Streetball Can Be Pain In The Paint Hoopfest Careers Can Last Just Minutes
In all likelihood, Roy Scott’s Hoopfest career is over. All 18 minutes of it.
Scott, playing in the world’s largest 3-on-3 street basketball tournament for the first time, suffered an apparent tear in the Achilles’ tendon of his right foot less than 20 minutes into his team’s first game Saturday.
And by 8:30 a.m. he was in a wheelchair awaiting transportation to a local hospital.
“This is my first year and I didn’t even make it through the first game,” moaned the 49-year-old Valley resident, one of the earliest casualties of this year’s eighth annual event.
“He really let his team down,” chided Scott’s wife Pat, while watching medical personnel in one of the first-aid tents throw a quick wrap on her husband’s injured foot.
“I’d probably better get a gun. They shoot horses when this happens, don’t they?” she added.
Scott seemed to take the injury, which occurred in the latter stages of a 20-17 opening-round loss, quite well.
“From now on, I’m just going to coach and take care of the cooler,” he said.
“And there’s probably going to be a different kind of liquid in there now that he can’t play anymore,” added Mark Disney, one of Scott’s Four Fun teammates.
Fittingly, Scott suffered his injury on a court sponsored by Blue Cross.
“He’s probably going to have to have surgery,” said Jason Sargent, a nurse practitioner and CEO of Physician Hospital Network, which annually staffs PacifiCare’s three first-aid tents at Hoopfest.
Scott didn’t exactly rule out another attempt at Hoopfest.
“But this isn’t a good sign,” he said, nodding at his foot.
According to Sargent, Scott was among the first of more than 1,200 competitors volunteer medical staffers expect to treat for minor injuries and heat-related illnesses during Hoopfest’s two-day run.
And that number, Sargent said, could run even higher if Saturday morning’s rush on medical attention continues through this evening’s final games.
Two people were treated in the tent at the intersection of Riverside and Wall before the event started - one for a torn fingernail and another for a scraped knee.

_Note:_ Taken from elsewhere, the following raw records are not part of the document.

use crate::error::AgentError;
use crate::functions::dispatcher::{CallOutcome, Dispatcher};
use crate::functions::{FunctionMetadata, FunctionRegistry};
use crate::providers::{AssistantTurn, LLMProvider, Message, Role};
use std::sync::Arc;

pub const NO_RESPONSE_PLACEHOLDER: &str = "... no response ...";
const EXIT_COMMAND: &str = "exit";

/// Supplies user turns. `Ok(None)` means end of input and is treated like
/// the exit command.
pub trait PromptSource {
    fn read_line(&mut self) -> Result<Option<String>, AgentError>;
}

/// Receives assistant output and dispatch traces.
pub trait OutputSink {
    fn emit(&mut self, text: &str);
    fn trace(&mut self, text: &str);
}

/// One interactive conversation. Owns the transcript for its lifetime; the
/// transcript is append-only and is discarded with the session.
pub struct Session {
    provider: Arc<dyn LLMProvider>,
    dispatcher: Dispatcher,
    functions: Vec<FunctionMetadata>,
    conversation: Vec<Message>,
    temperature: f32,
    last_turn: Option<AssistantTurn>,
}

impl Session {
    pub fn new(
        provider: Arc<dyn LLMProvider>,
        registry: Arc<FunctionRegistry>,
        temperature: f32,
    ) -> Self {
        Self {
            provider,
            functions: registry.metadata(),
            dispatcher: Dispatcher::new(registry),
            conversation: Vec::new(),
            temperature,
            last_turn: None,
        }
    }

    pub fn conversation(&self) -> &[Message] {
        &self.conversation
    }

    /// After a function result the model should report the literal content,
    /// so the follow-up request is deterministic.
    fn next_temperature(&self) -> f32 {
        match self.conversation.last() {
            Some(message) if message.role == Role::Function => 0.0,
            _ => self.temperature,
        }
    }

    fn is_exit(line: &str) -> bool {
        line.trim().eq_ignore_ascii_case(EXIT_COMMAND)
    }

    /// Drive the conversation until the user exits or the transport fails.
    /// Returns the last assistant turn, or `None` if the user exited before
    /// any model call.
    pub async fn run(
        &mut self,
        system_prompt: &str,
        prompts: &mut dyn PromptSource,
        sink: &mut dyn OutputSink,
    ) -> Result<Option<AssistantTurn>, AgentError> {
        self.conversation.push(Message::system(system_prompt));

        let first = match prompts.read_line()? {
            Some(line) if !Self::is_exit(&line) => line,
            _ => return Ok(self.last_turn.take()),
        };
        self.conversation.push(Message::user(first));

        loop {
            let turn = self
                .provider
                .complete(&self.conversation, &self.functions, self.next_temperature())
                .await?;

            let content = turn
                .content
                .clone()
                .unwrap_or_else(|| NO_RESPONSE_PLACEHOLDER.to_string());
            self.conversation.push(Message {
                role: Role::Assistant,
                content: content.clone(),
                name: None,
                function_call: turn.function_call.clone(),
            });

            let reply_role = turn.role;
            let function_call = turn.function_call.clone();
            self.last_turn = Some(turn);

            if let Some(call) = function_call {
                let outcome = self.dispatcher.dispatch(&call.name, &call.arguments).await?;
                let feedback = match outcome {
                    CallOutcome::Success(message) => Message::function(&call.name, message),
                    CallOutcome::MissingParameters(missing) => Message::function(
                        &call.name,
                        format!(
                            "Missing required parameter(s): {} for function {}",
                            missing.join(", "),
                            call.name
                        ),
                    ),
                    CallOutcome::Error(message) => Message::assistant(format!(
                        "Error executing function {}: {}",
                        call.name, message
                    )),
                };
                sink.trace(&format!("{} => {}", call.name, feedback.content));
                self.conversation.push(feedback);
                continue;
            }

            // Don't show the user's own words back at them
            if reply_role != Role::User {
                sink.emit(&content);
            }

            let next = match prompts.read_line()? {
                Some(line) if !Self::is_exit(&line) => line,
                _ => break,
            };
            self.conversation.push(Message::user(next));
        }

        Ok(self.last_turn.take())
    }
}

Several people stopped by for aspirin.
And just prior to Scott’s arrival, 12-year-old Curtis Cook, from Newman Lake, was treated for a knee strain suffered in his team’s lopsided first-round win.
“We’re way ahead. We only needed one more basket and then this happens,” said Cook’s father and Hoopfest coach, Curtis.
The younger Cook said it “felt like I twisted my kneecap off.” But he said he didn’t plan on missing any of his Sun Devils’ remaining games.
Injuries ran the gamut from bruises and strains to muscle pulls and broken bones. One court monitor reported an incident involving a cardiac problem, but said the victim appeared to be conscious and alert when he was taken from the court. No further details could be obtained.
Otherwise, there appeared to be no major medical incidents among the thousands of spectators and players who packed the downtown area under a warm sun that produced a high temperature of 80 degrees. Hoopfest officials did not estimate the size of the crowd, but put the final count of competitors at 17,854.
And the masses were well behaved, according to Ken Olson, the event’s site operations manager.
“It’s been a great Hoopfest as far as that goes,” Olson said. “There hasn’t been any kind of crowd situations that have occurred. Things have been working very smoothly so far.”
Play starts at 8 a.m. today. The finals of the Action Sportswear Open Division will be played on Nike Center Court in the late afternoon and early evening.
Letting it fly
The shot of the day didn’t come from the hyper-competitive Open Division, as one might expect. Instead, it was 12-year-old Zach Bray hovering in the air as he flew out of bounds along the right baseline, only to hoist a shot over the backboard and through the net.
“He does that all the time,” beamed Zach’s mother Debbie.
Zach, playing for the Wolverines in a seventh-grade coed division, said he first tried the shot several years back.
“In third grade, I took the ball with one hand on a rebound or something and launched it over and made it,” he explained.